> Your goal:
Work through the records below, line by line, and say how many lines include "type", with nothing else.

> Saved entries:

Content starts

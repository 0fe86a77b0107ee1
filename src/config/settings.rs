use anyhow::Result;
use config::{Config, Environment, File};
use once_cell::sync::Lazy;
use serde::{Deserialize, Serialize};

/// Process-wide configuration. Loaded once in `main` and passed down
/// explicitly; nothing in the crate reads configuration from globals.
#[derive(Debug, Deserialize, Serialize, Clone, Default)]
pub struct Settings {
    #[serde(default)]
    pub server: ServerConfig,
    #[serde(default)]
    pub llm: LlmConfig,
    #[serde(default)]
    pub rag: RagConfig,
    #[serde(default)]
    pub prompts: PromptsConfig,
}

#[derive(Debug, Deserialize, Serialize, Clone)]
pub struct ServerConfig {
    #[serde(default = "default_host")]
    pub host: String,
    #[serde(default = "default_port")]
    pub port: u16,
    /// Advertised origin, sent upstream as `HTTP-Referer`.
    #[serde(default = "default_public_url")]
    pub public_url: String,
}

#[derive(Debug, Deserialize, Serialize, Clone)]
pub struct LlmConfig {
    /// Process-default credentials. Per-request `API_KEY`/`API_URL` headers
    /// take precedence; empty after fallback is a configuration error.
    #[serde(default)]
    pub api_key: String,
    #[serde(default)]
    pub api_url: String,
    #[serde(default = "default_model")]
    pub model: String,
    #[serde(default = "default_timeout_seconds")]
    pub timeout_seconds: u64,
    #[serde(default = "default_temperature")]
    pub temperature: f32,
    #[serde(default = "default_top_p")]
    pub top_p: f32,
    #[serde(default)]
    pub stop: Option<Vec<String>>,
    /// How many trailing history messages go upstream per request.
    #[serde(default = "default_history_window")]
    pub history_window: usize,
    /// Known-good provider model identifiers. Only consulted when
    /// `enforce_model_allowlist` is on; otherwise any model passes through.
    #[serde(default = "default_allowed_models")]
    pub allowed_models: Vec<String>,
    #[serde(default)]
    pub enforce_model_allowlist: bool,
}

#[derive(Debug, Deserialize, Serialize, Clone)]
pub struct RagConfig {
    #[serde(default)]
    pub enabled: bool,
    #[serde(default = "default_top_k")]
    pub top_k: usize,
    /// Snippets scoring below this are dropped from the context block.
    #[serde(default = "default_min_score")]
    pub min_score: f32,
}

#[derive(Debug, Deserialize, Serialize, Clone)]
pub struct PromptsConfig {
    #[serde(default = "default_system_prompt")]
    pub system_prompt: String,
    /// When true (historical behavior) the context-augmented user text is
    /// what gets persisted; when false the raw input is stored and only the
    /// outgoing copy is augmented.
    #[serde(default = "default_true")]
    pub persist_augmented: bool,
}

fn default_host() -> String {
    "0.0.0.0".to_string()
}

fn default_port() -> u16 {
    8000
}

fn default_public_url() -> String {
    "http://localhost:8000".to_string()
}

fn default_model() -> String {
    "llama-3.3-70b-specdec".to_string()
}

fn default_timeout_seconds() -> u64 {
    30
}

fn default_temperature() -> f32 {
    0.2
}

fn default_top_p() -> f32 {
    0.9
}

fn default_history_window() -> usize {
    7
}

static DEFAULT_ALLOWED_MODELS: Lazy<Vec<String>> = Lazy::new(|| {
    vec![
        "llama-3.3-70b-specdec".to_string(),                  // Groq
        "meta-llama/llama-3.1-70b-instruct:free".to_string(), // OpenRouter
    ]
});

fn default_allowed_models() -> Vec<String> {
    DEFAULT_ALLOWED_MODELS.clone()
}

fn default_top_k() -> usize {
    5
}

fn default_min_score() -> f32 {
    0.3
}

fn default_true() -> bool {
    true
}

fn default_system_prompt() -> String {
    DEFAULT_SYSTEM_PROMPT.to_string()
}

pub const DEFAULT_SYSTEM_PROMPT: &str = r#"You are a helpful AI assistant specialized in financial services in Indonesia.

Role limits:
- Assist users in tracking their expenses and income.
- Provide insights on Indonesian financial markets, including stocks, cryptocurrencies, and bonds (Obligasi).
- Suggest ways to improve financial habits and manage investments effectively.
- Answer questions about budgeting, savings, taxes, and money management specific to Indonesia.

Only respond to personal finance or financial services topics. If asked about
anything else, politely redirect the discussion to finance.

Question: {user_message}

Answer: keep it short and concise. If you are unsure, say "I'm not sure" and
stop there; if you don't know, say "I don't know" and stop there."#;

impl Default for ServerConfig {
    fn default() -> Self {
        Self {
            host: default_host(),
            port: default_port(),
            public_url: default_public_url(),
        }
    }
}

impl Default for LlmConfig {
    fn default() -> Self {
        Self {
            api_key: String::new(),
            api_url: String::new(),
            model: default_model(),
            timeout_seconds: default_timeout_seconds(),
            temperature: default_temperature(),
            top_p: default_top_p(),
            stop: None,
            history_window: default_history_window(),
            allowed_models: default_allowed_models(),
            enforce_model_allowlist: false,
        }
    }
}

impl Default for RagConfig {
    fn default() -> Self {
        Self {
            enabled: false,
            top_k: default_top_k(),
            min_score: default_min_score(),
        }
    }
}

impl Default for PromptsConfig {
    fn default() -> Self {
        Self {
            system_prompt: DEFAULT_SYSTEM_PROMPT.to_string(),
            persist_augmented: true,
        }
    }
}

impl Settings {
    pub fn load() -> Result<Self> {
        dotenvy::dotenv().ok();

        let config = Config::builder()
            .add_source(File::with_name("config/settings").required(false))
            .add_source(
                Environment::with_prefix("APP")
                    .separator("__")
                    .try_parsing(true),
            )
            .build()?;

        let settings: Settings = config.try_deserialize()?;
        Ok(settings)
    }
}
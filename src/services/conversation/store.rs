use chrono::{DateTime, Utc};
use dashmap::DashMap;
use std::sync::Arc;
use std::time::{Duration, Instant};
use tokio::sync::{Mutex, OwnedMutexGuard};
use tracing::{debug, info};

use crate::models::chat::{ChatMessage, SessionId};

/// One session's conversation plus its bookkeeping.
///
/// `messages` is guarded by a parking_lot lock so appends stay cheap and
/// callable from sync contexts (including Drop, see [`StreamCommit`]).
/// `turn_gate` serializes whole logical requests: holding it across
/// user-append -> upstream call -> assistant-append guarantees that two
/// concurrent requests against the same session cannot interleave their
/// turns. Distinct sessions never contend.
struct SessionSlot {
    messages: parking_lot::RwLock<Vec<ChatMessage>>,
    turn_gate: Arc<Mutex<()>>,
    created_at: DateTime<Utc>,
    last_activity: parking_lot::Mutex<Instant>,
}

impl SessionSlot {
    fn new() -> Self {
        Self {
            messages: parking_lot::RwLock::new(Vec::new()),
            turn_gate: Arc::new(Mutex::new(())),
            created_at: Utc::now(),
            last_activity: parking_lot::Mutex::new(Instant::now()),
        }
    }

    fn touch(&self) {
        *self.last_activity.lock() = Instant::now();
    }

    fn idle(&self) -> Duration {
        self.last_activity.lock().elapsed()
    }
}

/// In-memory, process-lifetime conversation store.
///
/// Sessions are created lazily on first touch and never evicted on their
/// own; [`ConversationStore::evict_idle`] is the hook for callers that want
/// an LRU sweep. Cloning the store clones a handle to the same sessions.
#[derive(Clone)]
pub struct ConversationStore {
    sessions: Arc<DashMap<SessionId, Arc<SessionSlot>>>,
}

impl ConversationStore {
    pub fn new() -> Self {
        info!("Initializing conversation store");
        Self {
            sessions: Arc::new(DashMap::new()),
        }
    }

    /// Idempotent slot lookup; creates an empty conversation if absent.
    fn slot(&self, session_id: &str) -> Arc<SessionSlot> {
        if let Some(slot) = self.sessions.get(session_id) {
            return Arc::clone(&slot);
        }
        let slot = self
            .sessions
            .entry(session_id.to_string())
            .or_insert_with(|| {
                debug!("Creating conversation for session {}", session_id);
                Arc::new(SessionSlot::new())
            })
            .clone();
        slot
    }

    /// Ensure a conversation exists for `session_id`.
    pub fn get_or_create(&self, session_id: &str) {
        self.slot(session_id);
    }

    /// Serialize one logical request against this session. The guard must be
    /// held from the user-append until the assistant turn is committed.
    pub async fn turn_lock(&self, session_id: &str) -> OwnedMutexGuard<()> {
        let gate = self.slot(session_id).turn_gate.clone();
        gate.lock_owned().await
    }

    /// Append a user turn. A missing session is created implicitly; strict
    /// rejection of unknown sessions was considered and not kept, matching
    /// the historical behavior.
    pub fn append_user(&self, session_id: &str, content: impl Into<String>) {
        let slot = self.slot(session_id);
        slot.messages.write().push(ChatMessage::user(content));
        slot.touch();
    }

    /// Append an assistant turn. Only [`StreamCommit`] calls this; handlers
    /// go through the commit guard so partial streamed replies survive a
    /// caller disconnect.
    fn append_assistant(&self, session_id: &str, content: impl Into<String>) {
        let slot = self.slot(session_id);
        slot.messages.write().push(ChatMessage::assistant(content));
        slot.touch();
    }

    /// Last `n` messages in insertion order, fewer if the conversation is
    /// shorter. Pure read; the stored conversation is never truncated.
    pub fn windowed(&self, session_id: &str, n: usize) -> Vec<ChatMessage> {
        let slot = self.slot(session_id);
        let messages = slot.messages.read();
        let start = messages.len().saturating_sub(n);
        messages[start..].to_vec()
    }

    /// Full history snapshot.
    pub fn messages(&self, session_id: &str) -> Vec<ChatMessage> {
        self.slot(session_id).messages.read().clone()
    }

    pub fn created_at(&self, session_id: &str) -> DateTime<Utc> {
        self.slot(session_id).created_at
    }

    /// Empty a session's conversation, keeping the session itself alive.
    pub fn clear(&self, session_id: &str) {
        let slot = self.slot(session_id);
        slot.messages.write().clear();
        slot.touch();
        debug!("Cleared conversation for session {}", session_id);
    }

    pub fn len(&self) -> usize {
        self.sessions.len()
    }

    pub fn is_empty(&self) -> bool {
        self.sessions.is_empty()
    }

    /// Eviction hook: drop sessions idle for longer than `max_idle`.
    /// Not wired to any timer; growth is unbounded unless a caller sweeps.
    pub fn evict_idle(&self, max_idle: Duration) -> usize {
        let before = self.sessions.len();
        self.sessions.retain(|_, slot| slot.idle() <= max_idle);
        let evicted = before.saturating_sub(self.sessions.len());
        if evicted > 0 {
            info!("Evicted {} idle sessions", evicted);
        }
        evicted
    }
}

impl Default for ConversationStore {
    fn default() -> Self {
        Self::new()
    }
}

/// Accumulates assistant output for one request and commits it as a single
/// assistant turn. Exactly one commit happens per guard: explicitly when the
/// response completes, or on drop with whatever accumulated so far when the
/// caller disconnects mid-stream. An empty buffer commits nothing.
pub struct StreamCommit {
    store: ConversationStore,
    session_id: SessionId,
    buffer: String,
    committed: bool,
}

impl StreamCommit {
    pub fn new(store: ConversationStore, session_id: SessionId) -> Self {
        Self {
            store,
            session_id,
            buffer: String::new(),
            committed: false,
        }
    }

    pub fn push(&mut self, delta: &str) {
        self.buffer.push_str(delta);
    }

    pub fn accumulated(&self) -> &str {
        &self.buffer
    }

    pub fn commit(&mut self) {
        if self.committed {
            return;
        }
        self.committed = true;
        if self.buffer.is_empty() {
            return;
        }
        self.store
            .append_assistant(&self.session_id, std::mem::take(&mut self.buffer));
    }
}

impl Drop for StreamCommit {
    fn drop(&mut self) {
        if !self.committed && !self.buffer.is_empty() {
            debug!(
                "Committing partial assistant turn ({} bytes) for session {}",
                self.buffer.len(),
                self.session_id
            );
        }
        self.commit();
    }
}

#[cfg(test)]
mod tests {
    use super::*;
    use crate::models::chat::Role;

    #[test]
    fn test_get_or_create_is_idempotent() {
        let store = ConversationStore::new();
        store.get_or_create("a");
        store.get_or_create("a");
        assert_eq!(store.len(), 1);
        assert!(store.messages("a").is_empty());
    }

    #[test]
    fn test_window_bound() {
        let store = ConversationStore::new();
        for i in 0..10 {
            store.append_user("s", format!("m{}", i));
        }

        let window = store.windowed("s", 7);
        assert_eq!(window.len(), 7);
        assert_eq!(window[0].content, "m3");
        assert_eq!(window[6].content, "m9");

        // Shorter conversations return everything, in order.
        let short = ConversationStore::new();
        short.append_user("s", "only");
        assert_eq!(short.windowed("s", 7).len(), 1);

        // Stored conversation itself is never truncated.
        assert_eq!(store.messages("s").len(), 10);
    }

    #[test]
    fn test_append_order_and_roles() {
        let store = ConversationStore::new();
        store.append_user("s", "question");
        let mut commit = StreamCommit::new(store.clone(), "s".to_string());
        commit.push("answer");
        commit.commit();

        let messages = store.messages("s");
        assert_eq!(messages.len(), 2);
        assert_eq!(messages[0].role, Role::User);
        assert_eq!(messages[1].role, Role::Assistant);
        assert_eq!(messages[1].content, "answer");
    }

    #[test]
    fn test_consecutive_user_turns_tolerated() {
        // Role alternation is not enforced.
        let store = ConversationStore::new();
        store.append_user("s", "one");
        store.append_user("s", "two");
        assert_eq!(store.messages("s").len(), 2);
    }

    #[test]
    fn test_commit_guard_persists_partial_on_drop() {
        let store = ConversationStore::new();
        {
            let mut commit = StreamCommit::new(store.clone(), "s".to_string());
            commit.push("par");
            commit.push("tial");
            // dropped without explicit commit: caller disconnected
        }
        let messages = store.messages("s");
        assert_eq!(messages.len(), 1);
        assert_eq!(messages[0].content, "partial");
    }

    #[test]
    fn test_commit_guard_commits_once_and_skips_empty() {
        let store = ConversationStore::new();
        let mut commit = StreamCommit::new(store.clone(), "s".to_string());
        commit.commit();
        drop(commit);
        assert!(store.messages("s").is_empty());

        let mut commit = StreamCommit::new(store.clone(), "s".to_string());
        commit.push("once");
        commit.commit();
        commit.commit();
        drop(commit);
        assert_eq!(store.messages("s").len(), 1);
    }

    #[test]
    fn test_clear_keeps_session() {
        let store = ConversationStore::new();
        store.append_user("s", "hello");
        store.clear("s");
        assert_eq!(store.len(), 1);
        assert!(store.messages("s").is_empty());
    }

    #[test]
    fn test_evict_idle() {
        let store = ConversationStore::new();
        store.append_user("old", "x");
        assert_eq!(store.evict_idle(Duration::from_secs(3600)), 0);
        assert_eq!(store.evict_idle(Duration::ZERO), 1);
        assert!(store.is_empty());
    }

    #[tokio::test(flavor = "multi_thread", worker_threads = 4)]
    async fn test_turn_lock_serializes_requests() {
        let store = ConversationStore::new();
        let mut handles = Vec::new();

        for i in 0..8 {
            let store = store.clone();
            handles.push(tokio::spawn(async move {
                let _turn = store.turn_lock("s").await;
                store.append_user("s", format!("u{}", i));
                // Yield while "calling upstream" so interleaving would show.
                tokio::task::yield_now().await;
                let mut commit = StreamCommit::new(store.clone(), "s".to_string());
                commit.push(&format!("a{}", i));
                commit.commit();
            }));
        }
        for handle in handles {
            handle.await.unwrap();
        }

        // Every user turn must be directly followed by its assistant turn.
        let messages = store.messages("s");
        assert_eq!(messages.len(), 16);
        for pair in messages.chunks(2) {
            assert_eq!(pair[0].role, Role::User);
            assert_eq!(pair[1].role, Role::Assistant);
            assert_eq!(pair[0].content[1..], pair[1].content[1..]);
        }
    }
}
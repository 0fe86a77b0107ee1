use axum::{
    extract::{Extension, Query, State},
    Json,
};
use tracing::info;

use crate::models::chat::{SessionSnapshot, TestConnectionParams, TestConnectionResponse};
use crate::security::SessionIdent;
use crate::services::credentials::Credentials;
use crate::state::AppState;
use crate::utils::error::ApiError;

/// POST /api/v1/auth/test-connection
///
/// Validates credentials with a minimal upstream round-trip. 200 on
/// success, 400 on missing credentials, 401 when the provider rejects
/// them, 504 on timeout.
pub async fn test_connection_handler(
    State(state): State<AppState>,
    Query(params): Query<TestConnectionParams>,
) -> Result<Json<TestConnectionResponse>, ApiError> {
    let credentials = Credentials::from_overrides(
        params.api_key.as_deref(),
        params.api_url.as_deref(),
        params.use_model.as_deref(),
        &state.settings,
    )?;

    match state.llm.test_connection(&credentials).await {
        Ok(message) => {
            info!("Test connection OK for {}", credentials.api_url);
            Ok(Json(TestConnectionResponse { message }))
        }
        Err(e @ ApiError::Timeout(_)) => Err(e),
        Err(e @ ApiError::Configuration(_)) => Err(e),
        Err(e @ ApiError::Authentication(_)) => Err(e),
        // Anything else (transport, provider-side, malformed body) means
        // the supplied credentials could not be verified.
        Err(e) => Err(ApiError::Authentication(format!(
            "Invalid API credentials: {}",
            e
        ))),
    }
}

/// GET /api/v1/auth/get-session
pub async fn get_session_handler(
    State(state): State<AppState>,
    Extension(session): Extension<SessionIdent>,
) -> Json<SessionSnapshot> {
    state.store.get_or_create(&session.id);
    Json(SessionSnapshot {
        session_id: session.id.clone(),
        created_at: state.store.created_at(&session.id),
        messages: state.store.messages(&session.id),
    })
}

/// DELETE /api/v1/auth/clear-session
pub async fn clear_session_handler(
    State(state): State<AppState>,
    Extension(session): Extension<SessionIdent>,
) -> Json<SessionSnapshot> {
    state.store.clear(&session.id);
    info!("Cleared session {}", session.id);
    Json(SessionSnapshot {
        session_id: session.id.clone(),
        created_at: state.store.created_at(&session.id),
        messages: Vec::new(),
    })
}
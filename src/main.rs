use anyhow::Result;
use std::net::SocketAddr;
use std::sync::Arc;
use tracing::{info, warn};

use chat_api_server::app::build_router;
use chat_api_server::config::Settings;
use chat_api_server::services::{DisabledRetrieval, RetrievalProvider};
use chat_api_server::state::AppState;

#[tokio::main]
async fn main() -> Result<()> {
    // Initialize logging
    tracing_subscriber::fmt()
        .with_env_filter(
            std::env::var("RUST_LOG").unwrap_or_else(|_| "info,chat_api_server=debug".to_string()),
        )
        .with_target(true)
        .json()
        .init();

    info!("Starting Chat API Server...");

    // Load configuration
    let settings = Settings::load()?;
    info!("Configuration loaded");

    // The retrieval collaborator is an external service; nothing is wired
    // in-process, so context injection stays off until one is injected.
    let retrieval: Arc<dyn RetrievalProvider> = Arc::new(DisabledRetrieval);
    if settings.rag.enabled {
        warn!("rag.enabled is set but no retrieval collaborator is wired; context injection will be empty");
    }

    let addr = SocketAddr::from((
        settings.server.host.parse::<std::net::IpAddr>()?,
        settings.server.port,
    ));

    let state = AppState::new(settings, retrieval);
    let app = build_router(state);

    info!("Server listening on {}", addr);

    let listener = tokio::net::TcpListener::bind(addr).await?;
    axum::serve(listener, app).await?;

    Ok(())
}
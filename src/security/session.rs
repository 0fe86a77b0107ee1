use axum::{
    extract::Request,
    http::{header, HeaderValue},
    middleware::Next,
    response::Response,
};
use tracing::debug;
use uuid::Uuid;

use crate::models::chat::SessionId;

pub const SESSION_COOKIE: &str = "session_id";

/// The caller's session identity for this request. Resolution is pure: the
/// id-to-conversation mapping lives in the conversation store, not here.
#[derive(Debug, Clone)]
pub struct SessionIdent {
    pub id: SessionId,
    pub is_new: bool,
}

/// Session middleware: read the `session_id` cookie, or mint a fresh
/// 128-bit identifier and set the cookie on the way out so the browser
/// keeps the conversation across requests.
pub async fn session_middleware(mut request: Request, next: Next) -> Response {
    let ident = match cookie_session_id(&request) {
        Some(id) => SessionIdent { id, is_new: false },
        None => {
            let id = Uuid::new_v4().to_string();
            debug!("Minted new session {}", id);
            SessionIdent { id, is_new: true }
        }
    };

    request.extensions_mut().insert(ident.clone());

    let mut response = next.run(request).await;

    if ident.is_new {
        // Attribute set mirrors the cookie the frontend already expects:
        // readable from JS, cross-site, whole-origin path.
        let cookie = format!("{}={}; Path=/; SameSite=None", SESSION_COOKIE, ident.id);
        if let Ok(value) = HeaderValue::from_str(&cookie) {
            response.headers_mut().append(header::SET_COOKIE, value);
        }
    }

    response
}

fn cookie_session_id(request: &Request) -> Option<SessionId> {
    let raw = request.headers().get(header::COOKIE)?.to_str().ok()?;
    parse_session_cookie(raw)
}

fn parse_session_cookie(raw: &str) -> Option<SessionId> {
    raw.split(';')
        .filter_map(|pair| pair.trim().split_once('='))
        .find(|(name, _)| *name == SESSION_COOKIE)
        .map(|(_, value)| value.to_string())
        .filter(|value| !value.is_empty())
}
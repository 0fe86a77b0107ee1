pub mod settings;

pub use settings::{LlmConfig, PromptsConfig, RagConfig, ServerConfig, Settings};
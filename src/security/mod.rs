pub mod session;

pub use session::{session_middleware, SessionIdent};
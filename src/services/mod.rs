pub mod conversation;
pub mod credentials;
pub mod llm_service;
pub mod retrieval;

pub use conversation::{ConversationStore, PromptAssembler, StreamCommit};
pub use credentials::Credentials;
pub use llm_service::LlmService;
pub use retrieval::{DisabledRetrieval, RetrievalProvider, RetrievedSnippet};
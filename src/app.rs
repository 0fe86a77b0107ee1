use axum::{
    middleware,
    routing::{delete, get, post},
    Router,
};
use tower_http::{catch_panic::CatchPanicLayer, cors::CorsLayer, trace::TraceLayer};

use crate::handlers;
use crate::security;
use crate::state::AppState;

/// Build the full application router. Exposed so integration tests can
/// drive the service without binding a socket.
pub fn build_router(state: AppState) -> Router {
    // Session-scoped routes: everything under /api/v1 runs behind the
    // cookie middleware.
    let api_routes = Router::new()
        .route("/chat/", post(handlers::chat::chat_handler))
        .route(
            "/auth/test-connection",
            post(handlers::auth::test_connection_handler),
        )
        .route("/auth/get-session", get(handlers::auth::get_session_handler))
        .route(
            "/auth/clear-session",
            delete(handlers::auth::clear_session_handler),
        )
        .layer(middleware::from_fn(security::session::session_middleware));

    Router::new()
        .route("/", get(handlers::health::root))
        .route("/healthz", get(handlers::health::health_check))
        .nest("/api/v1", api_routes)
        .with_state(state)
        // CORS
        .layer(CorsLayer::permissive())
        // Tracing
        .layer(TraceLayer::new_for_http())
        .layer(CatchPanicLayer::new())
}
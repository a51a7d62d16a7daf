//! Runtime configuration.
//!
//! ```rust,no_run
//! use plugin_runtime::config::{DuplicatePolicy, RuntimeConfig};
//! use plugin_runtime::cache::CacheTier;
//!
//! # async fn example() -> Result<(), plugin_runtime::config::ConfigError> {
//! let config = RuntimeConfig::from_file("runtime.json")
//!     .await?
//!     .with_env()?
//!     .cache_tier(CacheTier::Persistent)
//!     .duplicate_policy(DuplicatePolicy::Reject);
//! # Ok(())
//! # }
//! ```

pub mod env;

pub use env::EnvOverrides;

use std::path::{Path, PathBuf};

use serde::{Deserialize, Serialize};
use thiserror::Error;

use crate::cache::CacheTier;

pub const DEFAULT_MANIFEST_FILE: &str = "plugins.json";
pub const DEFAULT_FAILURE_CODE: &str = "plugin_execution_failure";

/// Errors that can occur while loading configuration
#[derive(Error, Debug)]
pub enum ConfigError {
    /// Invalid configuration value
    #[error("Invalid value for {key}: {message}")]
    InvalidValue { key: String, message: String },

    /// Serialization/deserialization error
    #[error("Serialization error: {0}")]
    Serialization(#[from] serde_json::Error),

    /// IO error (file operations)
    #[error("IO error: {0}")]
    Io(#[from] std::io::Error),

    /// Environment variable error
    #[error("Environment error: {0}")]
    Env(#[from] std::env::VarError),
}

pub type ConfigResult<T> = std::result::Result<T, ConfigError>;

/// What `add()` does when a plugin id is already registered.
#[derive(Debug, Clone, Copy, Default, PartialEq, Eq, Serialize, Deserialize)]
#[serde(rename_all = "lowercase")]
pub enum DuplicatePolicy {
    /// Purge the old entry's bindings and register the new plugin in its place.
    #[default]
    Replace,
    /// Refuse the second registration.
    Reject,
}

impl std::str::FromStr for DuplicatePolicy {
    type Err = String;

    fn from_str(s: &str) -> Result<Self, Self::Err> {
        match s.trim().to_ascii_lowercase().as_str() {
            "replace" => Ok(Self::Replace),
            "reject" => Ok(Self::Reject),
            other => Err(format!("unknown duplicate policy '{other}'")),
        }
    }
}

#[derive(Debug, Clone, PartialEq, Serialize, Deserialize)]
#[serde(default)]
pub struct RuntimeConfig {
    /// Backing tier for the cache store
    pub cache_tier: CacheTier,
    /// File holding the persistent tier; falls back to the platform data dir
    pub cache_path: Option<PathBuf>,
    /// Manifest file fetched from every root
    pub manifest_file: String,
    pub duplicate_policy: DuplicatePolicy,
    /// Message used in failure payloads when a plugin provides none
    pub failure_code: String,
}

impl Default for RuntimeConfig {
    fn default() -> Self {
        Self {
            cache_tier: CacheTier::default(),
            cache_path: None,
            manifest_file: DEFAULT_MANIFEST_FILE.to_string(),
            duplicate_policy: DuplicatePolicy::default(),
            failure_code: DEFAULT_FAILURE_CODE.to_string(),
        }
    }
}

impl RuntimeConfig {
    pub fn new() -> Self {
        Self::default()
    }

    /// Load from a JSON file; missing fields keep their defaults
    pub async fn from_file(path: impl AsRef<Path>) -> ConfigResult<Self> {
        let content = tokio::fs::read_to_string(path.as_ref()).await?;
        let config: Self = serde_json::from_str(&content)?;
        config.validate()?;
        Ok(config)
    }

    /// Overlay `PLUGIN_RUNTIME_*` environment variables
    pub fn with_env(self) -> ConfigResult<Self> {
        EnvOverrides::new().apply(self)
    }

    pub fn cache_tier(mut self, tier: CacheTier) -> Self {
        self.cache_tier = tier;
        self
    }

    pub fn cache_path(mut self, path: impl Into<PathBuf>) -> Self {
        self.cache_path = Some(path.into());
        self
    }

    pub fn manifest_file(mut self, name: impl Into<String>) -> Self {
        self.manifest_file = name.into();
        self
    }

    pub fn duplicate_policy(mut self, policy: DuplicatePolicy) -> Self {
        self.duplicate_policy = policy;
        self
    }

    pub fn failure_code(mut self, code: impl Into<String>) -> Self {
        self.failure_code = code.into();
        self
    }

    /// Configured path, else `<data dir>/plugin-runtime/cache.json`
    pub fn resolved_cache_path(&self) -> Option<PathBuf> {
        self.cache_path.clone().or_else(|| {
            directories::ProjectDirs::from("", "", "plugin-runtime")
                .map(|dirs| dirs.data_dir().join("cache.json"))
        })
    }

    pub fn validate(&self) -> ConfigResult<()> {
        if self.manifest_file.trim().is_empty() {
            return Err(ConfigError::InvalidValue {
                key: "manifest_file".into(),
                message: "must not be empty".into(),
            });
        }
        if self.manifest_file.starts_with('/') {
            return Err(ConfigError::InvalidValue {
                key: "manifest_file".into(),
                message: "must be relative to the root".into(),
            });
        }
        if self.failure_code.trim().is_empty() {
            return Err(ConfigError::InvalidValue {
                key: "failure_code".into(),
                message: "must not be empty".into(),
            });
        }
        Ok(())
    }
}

Content ends

> Finished exercise:
2